_Work order:_ Retrieve every line from the records in which the word "start" occurs.

= Beginning of Section =

//! Envelope — contour rendering from event sequences.
//!
//! A [`Contour`] describes the shape of a single event: a head of
//! interpolated segments, a sustain level held until the event ends, and a
//! tail appended after it. An [`Envelope`] lays one contour per event onto a
//! zero track the length of the session.

use std::fmt;
use std::sync::Arc;

use log::debug;

use crate::context::{TimingContext, seconds_to_samples};
use crate::error::{QuantizerError, Result};
use crate::pattern::{Event, Pattern};

use super::waveform::{Controller, Param};

/// Breakpoints of a piecewise curve.
///
/// `amplitudes` has one more entry than `durations` and `exponents`; segment
/// `i` runs from `amplitudes[i]` to `amplitudes[i + 1]` over `durations[i]`
/// seconds.
#[derive(Debug, Clone, PartialEq)]
pub struct Segments {
    amplitudes: Vec<f64>,
    durations: Vec<f64>,
    exponents: Vec<f64>,
}

impl Segments {
    pub fn new(amplitudes: Vec<f64>, durations: Vec<f64>, exponents: Vec<f64>) -> Result<Self> {
        if amplitudes.len() != durations.len() + 1 || exponents.len() != durations.len() {
            return Err(QuantizerError::InvalidEnvelope(format!(
                "{} amplitudes, {} durations and {} exponents do not describe {} segments",
                amplitudes.len(),
                durations.len(),
                exponents.len(),
                durations.len()
            )));
        }
        Ok(Segments {
            amplitudes,
            durations,
            exponents,
        })
    }

    /// A single linear segment.
    pub fn linear(from: f64, to: f64, duration: f64) -> Self {
        Segments {
            amplitudes: vec![from, to],
            durations: vec![duration],
            exponents: vec![1.0],
        }
    }

    /// Contributes no samples.
    pub fn empty() -> Self {
        Segments::linear(0.0, 0.0, 0.0)
    }

    /// Linear segments through `amplitudes`.
    fn linear_through(amplitudes: Vec<f64>, durations: Vec<f64>) -> Self {
        let exponents = vec![1.0; durations.len()];
        Segments {
            amplitudes,
            durations,
            exponents,
        }
    }

    pub fn amplitudes(&self) -> &[f64] {
        &self.amplitudes
    }

    pub fn durations(&self) -> &[f64] {
        &self.durations
    }

    pub fn exponents(&self) -> &[f64] {
        &self.exponents
    }

    /// Render every segment at `fs` and concatenate.
    pub fn render(&self, fs: u32) -> Vec<f64> {
        self.render_upto(fs, usize::MAX)
    }

    /// Final rendered point, without rendering.
    fn last_value(&self, fs: u32) -> Option<f64> {
        self.amplitudes
            .windows(2)
            .zip(&self.durations)
            .filter_map(|(pair, &d)| match seconds_to_samples(d, fs) {
                0 => None,
                1 => Some(pair[0]),
                _ => Some(pair[1]),
            })
            .last()
    }

    /// Like [`Segments::render`], stopping after `limit` samples.
    pub fn render_upto(&self, fs: u32, limit: usize) -> Vec<f64> {
        let mut y = Vec::new();
        let segments = self
            .amplitudes
            .windows(2)
            .zip(&self.durations)
            .zip(&self.exponents);
        for ((pair, &duration), &exponent) in segments {
            let remaining = limit - y.len();
            if remaining == 0 {
                break;
            }
            let n = seconds_to_samples(duration, fs);
            y.extend(curve(pair[0], pair[1], n, exponent).take(remaining));
        }
        y
    }
}

/// `n` points from `from` to `to`, both ends included, bent by `frac^exponent`.
fn curve(from: f64, to: f64, n: usize, exponent: f64) -> impl Iterator<Item = f64> {
    let span = to - from;
    (0..n).map(move |i| {
        if n == 1 {
            from
        } else if i == n - 1 {
            to
        } else {
            let frac = i as f64 / (n - 1) as f64;
            from + span * frac.powf(exponent)
        }
    })
}

type SustainFn = Arc<dyn Fn(&Event) -> f64 + Send + Sync>;

/// The shape of one event: head, sustain, tail.
#[derive(Clone)]
pub struct Contour {
    pub head: Segments,
    sustain: SustainFn,
    pub tail: Segments,
}

impl Contour {
    pub fn new(
        head: Segments,
        sustain: impl Fn(&Event) -> f64 + Send + Sync + 'static,
        tail: Segments,
    ) -> Self {
        Contour {
            head,
            sustain: Arc::new(sustain),
            tail,
        }
    }

    /// Holds the event's frequency.
    pub fn frequency() -> Self {
        Contour::new(Segments::empty(), |e| e.frequency, Segments::empty())
    }

    /// Holds the event's phase offset.
    pub fn phase() -> Self {
        Contour::new(Segments::empty(), |e| e.phase, Segments::empty())
    }

    /// Holds the event's amplitude.
    pub fn amplitude() -> Self {
        Contour::new(Segments::empty(), |e| e.amplitude, Segments::empty())
    }

    /// A short 0 → 1 → 0 blip at the start of every event.
    pub fn delta(attack: f64, decay: f64) -> Self {
        Contour::new(
            Segments::linear_through(vec![0.0, 1.0, 0.0], vec![attack, decay]),
            |_| 0.0,
            Segments::empty(),
        )
    }

    /// Classic attack/decay/sustain/release. Times in seconds, sustain level
    /// linear.
    pub fn adsr(attack: f64, decay: f64, sustain: f64, release: f64) -> Self {
        Contour::new(
            Segments::linear_through(vec![0.0, 1.0, sustain], vec![attack, decay]),
            move |_| sustain,
            Segments::linear(sustain, 0.0, release),
        )
    }

    pub fn sustain(&self, event: &Event) -> f64 {
        (self.sustain)(event)
    }

    /// The event's contour: head (truncated to the event if longer), then
    /// sustain to the event's end, then the full tail.
    pub fn render(&self, ctx: &TimingContext, event: &Event) -> Vec<f64> {
        self.render_upto(ctx, event, usize::MAX)
    }

    /// The first `limit` samples of [`Contour::render`]. Nothing past the
    /// limit is allocated.
    pub fn render_upto(&self, ctx: &TimingContext, event: &Event, limit: usize) -> Vec<f64> {
        let body = event.samples.min(limit);
        let mut y = self.head.render_upto(ctx.fs(), body);
        y.resize(body, self.sustain(event));
        if event.samples < limit {
            y.extend(self.tail.render_upto(ctx.fs(), limit - event.samples));
        }
        y
    }

    /// The value the unclipped contour ends on, or `None` when it is empty.
    pub fn final_value(&self, ctx: &TimingContext, event: &Event) -> Option<f64> {
        let fs = ctx.fs();
        if let Some(v) = self.tail.last_value(fs) {
            return Some(v);
        }
        match event.samples {
            0 => None,
            n => Some(
                self.head
                    .render_upto(fs, n)
                    .get(n - 1)
                    .copied()
                    .unwrap_or_else(|| self.sustain(event)),
            ),
        }
    }
}

impl fmt::Debug for Contour {
    fn fmt(&self, f: &mut fmt::Formatter<'_>) -> fmt::Result {
        f.debug_struct("Contour")
            .field("head", &self.head)
            .field("tail", &self.tail)
            .finish_non_exhaustive()
    }
}

// ── Envelope ────────────────────────────────────────────────

/// A control track rendered from a pattern, one contour per sounding event.
#[derive(Debug, Clone, PartialEq)]
pub struct Envelope {
    track: Controller,
}

impl Envelope {
    /// Lay `contour` onto a zero track of context length, event by event.
    ///
    /// Contours are written in order and a later event overwrites whatever
    /// an earlier tail left in its region. Rests are left alone when
    /// `reactive`; otherwise they hold the last sounding contour's final
    /// value.
    pub fn new(ctx: &TimingContext, pattern: &Pattern, contour: &Contour, reactive: bool) -> Self {
        let len = ctx.len();
        let mut track = vec![0.0; len];
        let mut last = 0.0;
        let mut start = 0usize;

        for event in &pattern.events {
            if !event.idle {
                if start < len {
                    let c = contour.render_upto(ctx, event, len - start);
                    track[start..start + c.len()].copy_from_slice(&c);
                    if event.samples > len - start {
                        debug!(
                            "pattern '{}': event at sample {start} runs past the end of the session ({len})",
                            pattern.name
                        );
                    }
                } else {
                    debug!(
                        "pattern '{}': event at sample {start} starts past the end ({len})",
                        pattern.name
                    );
                }
                if let Some(v) = contour.final_value(ctx, event) {
                    last = v;
                }
            } else if !reactive {
                let end = start.saturating_add(event.samples).min(len);
                if start < end {
                    track[start..end].fill(last);
                }
            }
            start = start.saturating_add(event.samples);
        }

        Envelope {
            track: Controller::new(track),
        }
    }

    /// Frequency track in Hz; rests hold the previous pitch.
    pub fn frequency(ctx: &TimingContext, pattern: &Pattern) -> Self {
        Envelope::new(ctx, pattern, &Contour::frequency(), false)
    }

    pub fn phase(ctx: &TimingContext, pattern: &Pattern) -> Self {
        Envelope::new(ctx, pattern, &Contour::phase(), false)
    }

    /// Per-event amplitude (velocity); rests hold the previous level.
    pub fn amplitude(ctx: &TimingContext, pattern: &Pattern) -> Self {
        Envelope::new(ctx, pattern, &Contour::amplitude(), false)
    }

    pub fn delta(ctx: &TimingContext, pattern: &Pattern, attack: f64, decay: f64) -> Self {
        Envelope::new(ctx, pattern, &Contour::delta(attack, decay), true)
    }

    pub fn adsr(
        ctx: &TimingContext,
        pattern: &Pattern,
        attack: f64,
        decay: f64,
        sustain: f64,
        release: f64,
    ) -> Self {
        Envelope::new(ctx, pattern, &Contour::adsr(attack, decay, sustain, release), true)
    }

    pub fn controller(&self) -> &Controller {
        &self.track
    }

    pub fn into_controller(self) -> Controller {
        self.track
    }
}

impl From<Envelope> for Param {
    fn from(e: Envelope) -> Self {
        Param::Track(e.track)
    }
}

impl From<&Envelope> for Param {
    fn from(e: &Envelope) -> Self {
        Param::Track(e.track.clone())
    }
}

= End of Section =

_Output of the task:_
    /// A short 0 → 1 → 0 blip at the start of every event.
        let mut start = 0usize;
                if start < len {
                    let c = contour.render_upto(ctx, event, len - start);
                    track[start..start + c.len()].copy_from_slice(&c);
                    if event.samples > len - start {
                            "pattern '{}': event at sample {start} runs past the end of the session ({len})",
                        "pattern '{}': event at sample {start} starts past the end ({len})",
                let end = start.saturating_add(event.samples).min(len);
                if start < end {
                    track[start..end].fill(last);
            start = start.saturating_add(event.samples);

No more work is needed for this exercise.